_WHAT TO DO_: Reproduce the data below line by line, from its first line to the line with "use scribe_common::metrics;", both included, and nothing past that point.

_Collection entries_:
//! Ingestion orchestrator
//!
//! Drives one uploaded book through download, extraction, chunking and
//! indexing, recording progress in the book's status. Status is read before
//! anything else, so redelivered events for finished books are no-ops.

use crate::chunker::{chunk_text, ChunkingConfig};
use crate::errors::{IngestionError, PipelineStage};
use crate::indexer::EmbeddingIndexer;
use crate::pdf;
use crate::shutdown::ShutdownSignal;
use crate::tracker::StatusTracker;
use scribe_common::db::BookStore;
use scribe_common::errors::{AppError, Result};
use scribe_common::metrics;
use scribe_common::queue::BookUploadedEvent;
use scribe_common::status::{BookStatus, TransitionOutcome};
use scribe_common::storage::BlobStore;
use std::future::Future;
use std::sync::Arc;
use std::time::{Duration, Instant};
use tracing::{error, info, instrument, warn};

/// Why an event was dropped without doing any work
#[derive(Debug, Clone, PartialEq, Eq)]
pub enum SkipReason {
    BookMissing,
    NotPending(BookStatus),
    /// Another worker claimed the book between our read and our claim
    LostRace,
    /// The stored status is not one we know
    UnreadableStatus(String),
}

/// Result of handling one ingestion event
#[derive(Debug)]
pub enum IngestOutcome {
    Skipped(SkipReason),
    Completed {
        chunks: usize,
    },
    Failed {
        stage: PipelineStage,
        error: IngestionError,
    },
    /// The book was claimed but its final status could not be written;
    /// it stays in Processing until an operator sweep picks it up
    Stranded {
        error: String,
    },
    /// Storage was unavailable before the book was claimed
    Deferred {
        error: AppError,
    },
    /// Shutdown began before the book was claimed; it stays pending
    Postponed,
}

impl IngestOutcome {
    /// Whether the triggering message can be removed from the queue
    pub fn should_acknowledge(&self) -> bool {
        !matches!(
            self,
            IngestOutcome::Deferred { .. } | IngestOutcome::Postponed
        )
    }

    pub fn as_str(&self) -> &'static str {
        match self {
            IngestOutcome::Skipped(_) => "skipped",
            IngestOutcome::Completed { .. } => "completed",
            IngestOutcome::Failed { .. } => "failed",
            IngestOutcome::Stranded { .. } => "stranded",
            IngestOutcome::Deferred { .. } => "deferred",
            IngestOutcome::Postponed => "postponed",
        }
    }
}

pub struct IngestionOrchestrator {
    store: Arc<dyn BookStore>,
    blobs: Arc<dyn BlobStore>,
    tracker: StatusTracker,
    indexer: EmbeddingIndexer,
    chunking: ChunkingConfig,
    cleanup_timeout: Duration,
}

impl IngestionOrchestrator {
    pub fn new(
        store: Arc<dyn BookStore>,
        blobs: Arc<dyn BlobStore>,
        indexer: EmbeddingIndexer,
        chunking: ChunkingConfig,
        cleanup_timeout: Duration,
    ) -> std::result::Result<Self, IngestionError> {
        chunking.validate()?;

        Ok(Self {
            tracker: StatusTracker::new(store.clone()),
            store,
            blobs,
            indexer,
            chunking,
            cleanup_timeout,
        })
    }

    /// Ingest the book named by `event`. Never fails: every problem is
    /// reported through the returned outcome.
    #[instrument(
        skip(self, event, shutdown),
        fields(book_id = %event.book_id, campaign_id = %event.campaign_id)
    )]
    pub async fn ingest(&self, event: &BookUploadedEvent, shutdown: &ShutdownSignal) -> IngestOutcome {
        let started = Instant::now();
        let outcome = self.run(event, shutdown).await;
        let elapsed = started.elapsed();

        metrics::record_ingestion(outcome.as_str(), elapsed);

        match &outcome {
            IngestOutcome::Completed { chunks } => {
                info!(chunks, elapsed_ms = elapsed.as_millis() as u64, "Book ingested");
            }
            IngestOutcome::Skipped(reason) => {
                info!(?reason, "Ingestion skipped");
            }
            IngestOutcome::Failed { stage, error } => {
                warn!(%stage, error = %error, "Book ingestion failed");
            }
            IngestOutcome::Stranded { error } => {
                error!(error = %error, "Book left in processing");
            }
            IngestOutcome::Deferred { error } => {
                warn!(
                    error = %error,
                    error_code = error.code().as_code(),
                    "Ingestion deferred, message will be redelivered"
                );
            }
            IngestOutcome::Postponed => {
                info!("Shutting down, book left pending for redelivery");
            }
        }

        outcome
    }

    async fn run(&self, event: &BookUploadedEvent, shutdown: &ShutdownSignal) -> IngestOutcome {
        let book = match self.store.get_book(event.book_id).await {
            Ok(Some(book)) => book,
            Ok(None) => return IngestOutcome::Skipped(SkipReason::BookMissing),
            Err(error) => return IngestOutcome::Deferred { error },
        };

        match book.book_status() {
            Ok(BookStatus::Pending) => {}
            Ok(status) => return IngestOutcome::Skipped(SkipReason::NotPending(status)),
            Err(unknown) => return IngestOutcome::Skipped(SkipReason::UnreadableStatus(unknown.0)),
        }

        // Only claim books this worker will actually get to work on
        if shutdown.is_triggered() {
            return IngestOutcome::Postponed;
        }

        match self.tracker.start_processing(event.book_id).await {
            Ok(TransitionOutcome::Accepted { .. }) => {}
            Ok(TransitionOutcome::Rejected { .. }) => {
                return IngestOutcome::Skipped(SkipReason::LostRace)
            }
            Err(error) => return IngestOutcome::Deferred { error },
        }

        match self.process(event, shutdown).await {
            Ok(chunks) => match self.finish(self.tracker.mark_completed(event.book_id), shutdown).await {
                Ok(TransitionOutcome::Accepted { .. }) => IngestOutcome::Completed { chunks },
                Ok(TransitionOutcome::Rejected { from, .. }) => IngestOutcome::Stranded {
                    error: format!("completion rejected while book was {}", from),
                },
                Err(error) => IngestOutcome::Stranded { error },
            },
            Err(failure) => {
                let stage = failure.stage();
                match self.finish(self.tracker.mark_failed(event.book_id), shutdown).await {
                    Ok(_) => IngestOutcome::Failed {
                        stage,
                        error: failure,
                    },
                    Err(error) => IngestOutcome::Stranded {
                        error: format!("{} (after {} failure: {})", error, stage, failure),
                    },
                }
            }
        }
    }

    /// Download, extract, chunk and index. Returns the number of chunks stored.
    async fn process(
        &self,
        event: &BookUploadedEvent,
        shutdown: &ShutdownSignal,
    ) -> std::result::Result<usize, IngestionError> {
        let bytes = cancellable(PipelineStage::Download, shutdown, async {
            self.blobs
                .download(&event.storage_locator)
                .await
                .map_err(IngestionError::Download)
        })
        .await?;

        let text = cancellable(PipelineStage::Extract, shutdown, async move {
            match tokio::task::spawn_blocking(move || pdf::extract_text(&bytes)).await {
                Ok(extracted) => extracted,
                Err(e) => Err(IngestionError::Task(e.to_string())),
            }
        })
        .await?;

        let chunks = chunk_text(&text, &self.chunking);

        let report = cancellable(
            PipelineStage::Index,
            shutdown,
            self.indexer
                .index_book(event.book_id, event.campaign_id, &chunks, shutdown),
        )
        .await?;

        Ok(report.chunks_indexed)
    }

    /// Final status write. Bounded by the cleanup timeout once shutdown began.
    async fn finish<F>(&self, write: F, shutdown: &ShutdownSignal) -> std::result::Result<TransitionOutcome, String>
    where
        F: Future<Output = Result<TransitionOutcome>>,
    {
        if !shutdown.is_triggered() {
            return write.await.map_err(|e| e.to_string());
        }

        match tokio::time::timeout(self.cleanup_timeout, write).await {
            Ok(result) => result.map_err(|e| e.to_string()),
            Err(_) => Err(format!(
                "status write timed out after {}ms",
                self.cleanup_timeout.as_millis()
            )),
        }
    }
}

/// Run a stage, abandoning it as soon as shutdown is requested
async fn cancellable<T, F>(
    stage: PipelineStage,
    shutdown: &ShutdownSignal,
    work: F,
) -> std::result::Result<T, IngestionError>
where
    F: Future<Output = std::result::Result<T, IngestionError>>,
{
    tokio::select! {
        biased;
        _ = shutdown.cancelled() => Err(IngestionError::Cancelled { stage }),
        result = work => result,
    }
}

_RESULT_:
//! Ingestion orchestrator
//!
//! Drives one uploaded book through download, extraction, chunking and
//! indexing, recording progress in the book's status. Status is read before
//! anything else, so redelivered events for finished books are no-ops.

use crate::chunker::{chunk_text, ChunkingConfig};
use crate::errors::{IngestionError, PipelineStage};
use crate::indexer::EmbeddingIndexer;
use crate::pdf;
use crate::shutdown::ShutdownSignal;
use crate::tracker::StatusTracker;
use scribe_common::db::BookStore;
use scribe_common::errors::{AppError, Result};
use scribe_common::metrics;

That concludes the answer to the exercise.